Fifteen years ago, armed with a dream and R200 to get him started in a brand new city, Dakalo Muavha took a leap of faith – and it changed his life forever.
Today Dr Muavha is one of South Africa’s four urogynaecologists, a new speciality that has the ability to assist people suffering from conditions that are not only embarrassing, but can also make the lives of patients a living hell if untreated.
Dr Muavha (35), a University of Pretoria (UP) alumnus, explains that, while growing up in a small village near Makhado (Louis Trichardt) in Limpopo, he always wanted to be a doctor someday. He drew his inspiration from a local general practitioner who was known in the community for providing quality healthcare at affordable rates. It became his life’s mission to also someday be able to contribute to the lives of the people in his community meaningfully, like his hero had.
“I was born in a little village called Nwaxinyamani and raised by a single mother. My mother never held a formal job but would sell sweets at the corner street or help in people‘s homes for us to have food. Growing up I never felt that I was poor, because in our village we were all coming from a similar background. Most of us travelled long distances by foot, passing through a river to get to school. During rainy sessions we would normally have to swim against the river current to reach the school, but this did not stop me, since I always had a burning desire to be a medical doctor.
As a testament to his fighting spirit, in his senior years in high school, Muavha got himself registered to do higher grade mathematics, something that was unheard of in his school. Even though his plan didn’t work out, he found another way to study medicine at UP. And once he did, an uphill battle awaited him.
“One of the challenges was to adapt to the magnitude of the structures at the University of Pretoria, since before coming to the University one was accustomed to mud houses with thatched roofs. It sounds trivial now, but 15 years ago it was a cultural shock to move from a rural, remote village to a big city,” Dr Muavha says.
After arriving in Pretoria in 2003 – aged 19 and with only the R200 that his mother had given him for a single fare to the capital – Muavha had no idea of where he’d live or what he’d eat. At this point the role played by UP staff would keep the dream of becoming a doctor from slipping away from him.
“I had no prior arrangement for accommodation or what I would be eating. I presented my story to student support, and I remember vividly one of the student support personnel taking me by the hand and knocking on every door to present my story to people with the authority to find accommodation for me.”
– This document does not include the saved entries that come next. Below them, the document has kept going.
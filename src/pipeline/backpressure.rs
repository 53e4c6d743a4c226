use std::collections::BTreeSet;
use tracing::warn;

/// Queue ceiling used when no limit is configured.
pub const DEFAULT_QUEUE_CEILING: usize = 5000;

/// Percentages of the effective limit that trigger a warning.
pub const WARNING_LEVELS: [usize; 4] = [20, 40, 60, 80];

/// What to do with queued entries once the limit is reached.
#[derive(Debug, Clone, Copy, PartialEq, Eq)]
pub enum OverflowPolicy {
    /// No limit configured: discard everything, memory bound wins.
    Discard,
    /// Limit configured: save entries to their source's WAL where one exists.
    DrainToWal,
}

/// Result of one depth sample.
#[derive(Debug, Default, PartialEq, Eq)]
pub struct Observation {
    /// Warning levels newly crossed by this sample.
    pub crossed: Vec<usize>,
    pub overflow: Option<OverflowPolicy>,
}

/// Tracks intake-queue depth against the configured or default ceiling.
///
/// Warnings are edge-triggered: each level logs once while the queue rises
/// past it, and re-arms only after the queue falls back below it.
#[derive(Debug)]
pub struct BackpressureMonitor {
    limit: usize,
    policy: OverflowPolicy,
    warned: BTreeSet<usize>,
}

impl BackpressureMonitor {
    pub fn new(queue_size_limit: Option<usize>) -> Self {
        match queue_size_limit {
            Some(limit) if limit > 0 => Self {
                limit,
                policy: OverflowPolicy::DrainToWal,
                warned: BTreeSet::new(),
            },
            _ => Self {
                limit: DEFAULT_QUEUE_CEILING,
                policy: OverflowPolicy::Discard,
                warned: BTreeSet::new(),
            },
        }
    }

    pub fn limit(&self) -> usize {
        self.limit
    }

    pub fn policy(&self) -> OverflowPolicy {
        self.policy
    }

    pub fn observe(&mut self, depth: usize) -> Observation {
        let mut observation = Observation::default();

        for level in WARNING_LEVELS {
            let threshold = (self.limit * level / 100).max(1);
            if depth >= threshold {
                if self.warned.insert(level) {
                    warn!(
                        depth = depth,
                        limit = self.limit,
                        level = level,
                        "Intake queue passed {}% of its limit",
                        level
                    );
                    observation.crossed.push(level);
                }
            } else {
                self.warned.remove(&level);
            }
        }

        if depth >= self.limit {
            observation.overflow = Some(self.policy);
        }

        observation
    }

    pub fn warned_levels(&self) -> Vec<usize> {
        self.warned.iter().copied().collect()
    }
}

#[cfg(test)]
mod tests {
    use super::*;

    #[test]
    fn test_default_ceiling_discards() {
        let mut monitor = BackpressureMonitor::new(None);
        assert_eq!(monitor.limit(), 5000);
        assert_eq!(monitor.policy(), OverflowPolicy::Discard);

        assert_eq!(monitor.observe(4999).overflow, None);
        assert_eq!(monitor.observe(5000).overflow, Some(OverflowPolicy::Discard));
    }

    #[test]
    fn test_configured_limit_drains_to_wal() {
        let mut monitor = BackpressureMonitor::new(Some(100));
        assert_eq!(monitor.policy(), OverflowPolicy::DrainToWal);
        assert_eq!(monitor.observe(100).overflow, Some(OverflowPolicy::DrainToWal));
        assert_eq!(monitor.observe(150).overflow, Some(OverflowPolicy::DrainToWal));
    }

    #[test]
    fn test_warnings_are_edge_triggered() {
        let mut monitor = BackpressureMonitor::new(Some(100));

        assert_eq!(monitor.observe(25).crossed, vec![20]);
        // Oscillating above the same level does not warn again
        assert!(monitor.observe(30).crossed.is_empty());
        assert!(monitor.observe(21).crossed.is_empty());

        assert_eq!(monitor.observe(65).crossed, vec![40, 60]);
        assert_eq!(monitor.warned_levels(), vec![20, 40, 60]);

        // Falling below 40 re-arms 40 and 60 but keeps 20
        assert!(monitor.observe(30).crossed.is_empty());
        assert_eq!(monitor.warned_levels(), vec![20]);

        assert_eq!(monitor.observe(45).crossed, vec![40]);
    }

    #[test]
    fn test_jump_to_limit_crosses_every_level() {
        let mut monitor = BackpressureMonitor::new(None);
        let observation = monitor.observe(5000);
        assert_eq!(observation.crossed, vec![20, 40, 60, 80]);

        assert!(monitor.observe(0).crossed.is_empty());
        assert!(monitor.warned_levels().is_empty());
    }

    #[test]
    fn test_zero_limit_falls_back_to_default() {
        let monitor = BackpressureMonitor::new(Some(0));
        assert_eq!(monitor.limit(), DEFAULT_QUEUE_CEILING);
    }
}
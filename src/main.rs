use clap::{Parser, Subcommand};
use logrelay::config::resolve_config_dir;
use std::path::PathBuf;
use std::process::ExitCode;

#[derive(Parser)]
#[command(name = "logrelay")]
#[command(about = "Log shipping agent", long_about = None)]
struct Cli {
    /// Configuration directory
    #[arg(long, global = true)]
    config_dir: Option<PathBuf>,

    /// Enable debug logging
    #[arg(long, global = true)]
    debug: bool,

    #[command(subcommand)]
    command: Option<Commands>,
}

#[derive(Subcommand)]
enum Commands {
    Run,
    Config {
        #[command(subcommand)]
        action: ConfigAction,
    },
}

#[derive(Subcommand)]
enum ConfigAction {
    Init {
        #[arg(long)]
        stdout: bool,
    },
    Check,
}

#[tokio::main]
async fn main() -> ExitCode {
    let cli = Cli::parse();
    logrelay::logging::init(cli.debug);

    let result: Result<(), Box<dyn std::error::Error>> = match cli.command {
        Some(Commands::Run) | None => {
            // Default behavior is to run
            let config_dir = resolve_config_dir(cli.config_dir.as_deref());
            logrelay::cli::run::run(config_dir)
                .await
                .map(|_| ())
                .map_err(Into::into)
        }
        Some(Commands::Config { action }) => match action {
            ConfigAction::Init { stdout } => {
                logrelay::cli::config::init(stdout, cli.config_dir.as_deref())
            }
            ConfigAction::Check => {
                logrelay::cli::config::check(&resolve_config_dir(cli.config_dir.as_deref()))
            }
        },
    };

    match result {
        Ok(()) => ExitCode::SUCCESS,
        Err(e) => {
            eprintln!("Error: {}", e);
            ExitCode::FAILURE
        }
    }
}
/// Commented starter configuration, written as `default.yml`.
pub fn generate_starter_config() -> String {
    r#"# =============================================================================
# LOGRELAY CONFIGURATION
# =============================================================================
# Every *.json, *.yaml and *.yml file in the configuration directory is loaded
# in filename order. Each file names one backend and any number of sources.
#
# Configuration directory (in order of precedence):
#   1. Path specified via --config-dir
#   2. ~/.config/logrelay.d
#   3. /etc/logrelay.d
#
# This file (default.yml) additionally holds the agent-wide settings below.

# =============================================================================
# AGENT SETTINGS (default file only)
# =============================================================================

# Follow the systemd journal: true/false or on/yes/true/1
JOURNALCTL: false

# Static labels attached to every journal entry
JOURNALCTL_LABELS:
  host: my-server

# Seconds between config re-scans for new files and glob matches (0 disables)
AUTO_RELOAD_INTERVAL: 0

# Intake queue ceiling. When set, overflow drains to disk buffers;
# when unset, overflow above 5000 entries is discarded.
# QUEUE_SIZE_LIMIT: 10000

# Root directory for disk buffers
BUFFER_DIR: /var/lib/logrelay/buffer

# Buffered records older than this are deleted
WAL_RETENTION: 24h

# How often buffered records are retried (0s disables periodic retry)
REPLAY_INTERVAL: 30s

# =============================================================================
# BACKEND
# =============================================================================
# One <BACKEND>_IP key per file: loki, elasticsearch, opensearch, graylog,
# victorialogs, fluentbit or clickhouse. A list means replicas; an entry counts
# as delivered when any replica accepts it. Without a key, loki on
# localhost:3100 is used.

LOKI_IP: localhost:3100

# Optional backend settings
SINK_OPTIONS:
  timeout: 5s
  # index_prefix: logrelay      # elasticsearch / opensearch
  # username: elastic           # elasticsearch / opensearch / clickhouse
  # password: changeme
  # tag: logrelay               # fluentbit
  # database: logs              # clickhouse
  # table: logrelay_logs        # clickhouse
  # hostname: my-server         # graylog

# =============================================================================
# SOURCES
# =============================================================================
# <name>:
#   <subname>:
#     path_file: file path or glob (*, ?, [...], **)
#     delimiter: trailing characters stripped from each line (default newline)
#     labels: static labels
#     rate_limit: max entries per second
#     buffer_size: entries per delivery batch
#     disk_buffer: keep undeliverable entries on disk for retry

syslog:
  MAIN:
    path_file: /var/log/syslog
    labels:
      env: production

nginx:
  ACCESS:
    path_file: /var/log/nginx/*access.log
    rate_limit: 200
    buffer_size: 50
    disk_buffer: true
"#
    .to_string()
}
With the basics sorted, his journey could truly begin. On the academic side of things, the differences in the quality of education had him at a disadvantage. After a particularly disappointing result, the assistance of a lecturer helped him pull through. “I was one of the top students in my high school, now struggling at the bottom in first year. I remember crying inconsolably in the office of our Physics lecturer after getting 22%, because I had never had such a low mark in my school career. I was also worried that if I failed I would lose the scholarship and some of the scholarship pocket money which I was sending home to my mother to help my siblings with food. Mr Brink arranged that I get extra lessons, and that was very instrumental in subsequent performance. I managed to adapt and finished medicine in record time.”
Today, Dr Muavha is one of South Africa’s few qualified urogynaecologists, a field of medicine that aims to assist patients with issues relating to urology and gynaecology such as urinary incontinence, faecal incontinence, and pelvic organ prolapse. Dr Muavha opened Limpopo’s first urogynaecology hubs in the two major private hospitals in Polokwane, as well as the provincial hospital. In addition to this he runs a YouTube channel to give the public an insight into just how urogynaecology works.
Dr Muavha says the education he received at UP was an instrumental part of making his dream come true. This is why he encourages young and old to choose UP. “I feel the University of Pretoria has been one of the institutions of higher learning which embraced transformation very early, when it was not fashionable to do so. I personally felt supported by the University system, even at the time when I struggled not only financially but also academically. I truly believe that the culture of the institution is open and favourable to even a young black rural boy, like I was 15 years ago.”